Task to complete: Report back every line from the entries below in which the word "silence" occurs.

The records:
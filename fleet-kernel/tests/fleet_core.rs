use fleet_devkit::TestHarness;
use fleet_kernel::latency::LatencySample;
use fleet_kernel::models::{Command, CommandKind, CommandStatus, ConnectionId, NodeId, NodeStatus};
use fleet_kernel::store::{CommandStore, NodeStore, QueuePolicy};
use fleet_kernel::config::KernelConfig;
use std::time::Duration;
use time::OffsetDateTime;
use tokio_util::sync::CancellationToken;

#[tokio::test]
async fn command_lifecycle_through_hub_and_dispatcher() {
    let harness = TestHarness::new().unwrap();
    harness.connect_agent("n1", "s1").await.unwrap();

    let id = harness.enqueue("n1", CommandKind::GetMetrics).await.unwrap();
    let report = harness.dispatch().await.unwrap();
    assert_eq!(report.sent, 1);

    let sent = harness.transport.sent_to(&ConnectionId::from("s1"));
    assert_eq!(sent.len(), 1);
    assert_eq!(sent[0].envelope["command_type"], "get_metrics");

    harness
        .respond(id, CommandStatus::Success, Some(serde_json::json!({ "cpu": 12.5 })))
        .await
        .unwrap();
    let command = harness.command(id).await.unwrap();
    assert_eq!(command.status, CommandStatus::Success);
    assert_eq!(command.result.unwrap()["cpu"], 12.5);
    assert!(command.completed_at.is_some());
}

#[tokio::test]
async fn command_for_offline_node_waits_for_connection() {
    let harness = TestHarness::new().unwrap();
    harness.connect_agent("other", "s0").await.unwrap();
    let id = harness.enqueue("n1", CommandKind::Reboot).await.unwrap();

    let report = harness.dispatch().await.unwrap();
    assert_eq!(report.undeliverable, 1);
    assert_eq!(harness.command(id).await.unwrap().status, CommandStatus::Queued);

    harness.connect_agent("n1", "s1").await.unwrap();
    harness.dispatch().await.unwrap();
    assert_eq!(harness.command(id).await.unwrap().status, CommandStatus::Sent);
    assert_eq!(harness.transport.sent_to(&ConnectionId::from("s1")).len(), 1);
}

#[tokio::test]
async fn stale_disconnect_keeps_newer_session() {
    let harness = TestHarness::new().unwrap();
    harness.connect_agent("n1", "s1").await.unwrap();
    harness.connect_agent("n1", "s2").await.unwrap();

    harness.disconnect_agent("s1").await.unwrap();
    assert_eq!(harness.registry.try_get(&NodeId::from("n1")), Some(ConnectionId::from("s2")));

    harness.disconnect_agent("s2").await.unwrap();
    assert!(!harness.registry.has_connections());
}

#[tokio::test]
async fn snapshot_follows_registrations() {
    let harness = TestHarness::new().unwrap();
    let empty = harness.registry.connected_node_ids_snapshot();
    assert!(empty.is_empty());

    harness.connect_agent("n1", "s1").await.unwrap();
    harness.connect_agent("n2", "s2").await.unwrap();
    let snapshot = harness.registry.connected_node_ids_snapshot();
    let mut ids = snapshot.to_vec();
    ids.sort();
    assert_eq!(ids, vec![NodeId::from("n1"), NodeId::from("n2")]);

    harness.disconnect_agent("s1").await.unwrap();
    assert_eq!(harness.registry.connected_node_ids_snapshot().as_ref(), &[NodeId::from("n2")]);
}

#[tokio::test]
async fn failing_transport_exhausts_attempts() {
    let policy = QueuePolicy {
        max_attempts: Some(2),
        max_queued_age: None,
    };
    let harness = TestHarness::with_config(&KernelConfig::default(), policy).unwrap();
    harness.connect_agent("n1", "s1").await.unwrap();
    harness.transport.fail_connection("s1");
    let id = harness.enqueue("n1", CommandKind::Ping).await.unwrap();

    assert_eq!(harness.dispatch().await.unwrap().failed, 1);
    assert_eq!(harness.command(id).await.unwrap().status, CommandStatus::Queued);

    assert_eq!(harness.dispatch().await.unwrap().failed, 1);
    let command = harness.command(id).await.unwrap();
    assert_eq!(command.status, CommandStatus::Failed);
    assert_eq!(command.attempts, 2);

    // Nothing left to send once healed.
    harness.transport.heal(&ConnectionId::from("s1"));
    assert!(harness.dispatch().await.unwrap().is_empty());
}

#[tokio::test]
async fn slow_transport_counts_as_failed_delivery() {
    let config = TestHarness::fast_config(1000, 120);
    let harness = TestHarness::with_config(&config, QueuePolicy::unbounded()).unwrap();
    harness.connect_agent("n1", "s1").await.unwrap();
    harness
        .transport
        .delay_connection("s1", Duration::from_millis(config.dispatch.send_timeout_ms * 5));
    let id = harness.enqueue("n1", CommandKind::Ping).await.unwrap();

    let report = harness.dispatch().await.unwrap();
    assert_eq!(report.failed, 1);
    let command = harness.command(id).await.unwrap();
    assert_eq!(command.status, CommandStatus::Queued);
    assert_eq!(command.attempts, 1);
}

#[tokio::test]
async fn silent_node_goes_offline_once_per_episode() {
    let harness = TestHarness::new().unwrap();
    let now = OffsetDateTime::now_utc();
    harness.seed_node("quiet", now - time::Duration::seconds(600)).await.unwrap();
    harness.seed_node("chatty", now - time::Duration::seconds(5)).await.unwrap();

    let transitions = harness.scan_at(now).await.unwrap();
    assert_eq!(transitions.len(), 1);
    assert_eq!(transitions[0].node_id, NodeId::from("quiet"));
    assert!(harness.scan_at(now + time::Duration::seconds(30)).await.unwrap().is_empty());
    assert_eq!(harness.node("chatty").await.unwrap().status, NodeStatus::Online);

    // Heartbeat revives it; a later silence is a new episode.
    harness.heartbeat("quiet", &[]).await.unwrap();
    assert_eq!(harness.node("quiet").await.unwrap().status, NodeStatus::Online);
    let later = harness.scan_at(OffsetDateTime::now_utc() + time::Duration::seconds(600)).await.unwrap();
    assert_eq!(later.len(), 2);
}

#[tokio::test]
async fn agent_cannot_report_itself_offline() {
    let harness = TestHarness::new().unwrap();
    harness.connect_agent("n1", "s1").await.unwrap();

    harness.report_status("n1", NodeStatus::Offline).await.unwrap();
    assert_eq!(harness.node("n1").await.unwrap().status, NodeStatus::Online);

    // The silence episode is still reported by the monitor.
    let later = OffsetDateTime::now_utc() + time::Duration::seconds(10_000);
    let transitions = harness.scan_at(later).await.unwrap();
    assert_eq!(transitions.len(), 1);
    assert_eq!(transitions[0].node_id, NodeId::from("n1"));
    assert_eq!(harness.node("n1").await.unwrap().status, NodeStatus::Offline);
}

#[tokio::test]
async fn queued_commands_expire_while_fleet_is_empty() {
    let policy = QueuePolicy {
        max_attempts: None,
        max_queued_age: Some(time::Duration::minutes(1)),
    };
    let harness = TestHarness::with_config(&KernelConfig::default(), policy).unwrap();
    let mut command = Command::new("n1", CommandKind::Ping, None);
    command.created_at = OffsetDateTime::now_utc() - time::Duration::hours(1);
    let id = harness.commands.enqueue(command).await.unwrap();

    let report = harness.dispatch().await.unwrap();
    assert_eq!(report.expired, 1);
    assert_eq!(report.fetched, 0);
    assert_eq!(harness.command(id).await.unwrap().status, CommandStatus::Failed);
    assert_eq!(harness.transport.sent_count(), 0);
}

#[tokio::test]
async fn heartbeat_latency_feeds_quality_window() {
    let harness = TestHarness::new().unwrap();
    harness.connect_agent("n1", "s1").await.unwrap();
    harness
        .heartbeat(
            "n1",
            &[
                LatencySample::Success { rtt_ms: 10 },
                LatencySample::Success { rtt_ms: 30 },
                LatencySample::Failure,
                LatencySample::Success { rtt_ms: 20 },
            ],
        )
        .await
        .unwrap();

    let stats = harness.quality.stats(&NodeId::from("n1")).unwrap();
    assert_eq!(stats.total, 4);
    assert_eq!(stats.success_count, 3);
    assert_eq!(stats.failure_count, 1);
    assert_eq!(stats.packet_loss_percent, 25.0);
    assert_eq!(stats.average_rtt_ms, Some(20.0));
    assert_eq!(stats.min_rtt_ms, Some(10));
    assert_eq!(stats.max_rtt_ms, Some(30));
}

#[tokio::test]
async fn heartbeat_from_unknown_node_is_ignored() {
    let harness = TestHarness::new().unwrap();
    harness
        .heartbeat("ghost", &[LatencySample::Success { rtt_ms: 5 }])
        .await
        .unwrap();

    assert!(harness.nodes.get(&NodeId::from("ghost")).await.unwrap().is_none());
    assert!(harness.quality.stats(&NodeId::from("ghost")).is_none());
}

#[tokio::test]
async fn spawned_loops_dispatch_and_stop() {
    let config = TestHarness::fast_config(20, 120);
    let harness = TestHarness::with_config(&config, QueuePolicy::unbounded()).unwrap();
    harness.connect_agent("n1", "s1").await.unwrap();

    let shutdown = CancellationToken::new();
    let dispatch_task = harness.dispatcher.clone().spawn(&shutdown);
    let monitor_task = harness.monitor.clone().spawn(&shutdown);

    let id = harness.enqueue("n1", CommandKind::RunCommand).await.unwrap();
    harness
        .wait_for_status(id, CommandStatus::Sent, Duration::from_secs(2))
        .await
        .unwrap();

    shutdown.cancel();
    dispatch_task.stop().await;
    monitor_task.stop().await;

    // Loops are gone: a new command stays queued.
    let late = harness.enqueue("n1", CommandKind::Ping).await.unwrap();
    tokio::time::sleep(Duration::from_millis(100)).await;
    assert_eq!(harness.command(late).await.unwrap().status, CommandStatus::Queued);
    assert_eq!(harness.transport.sent_count(), 1);
}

Your solution:
    // Heartbeat revives it; a later silence is a new episode.
    // The silence episode is still reported by the monitor.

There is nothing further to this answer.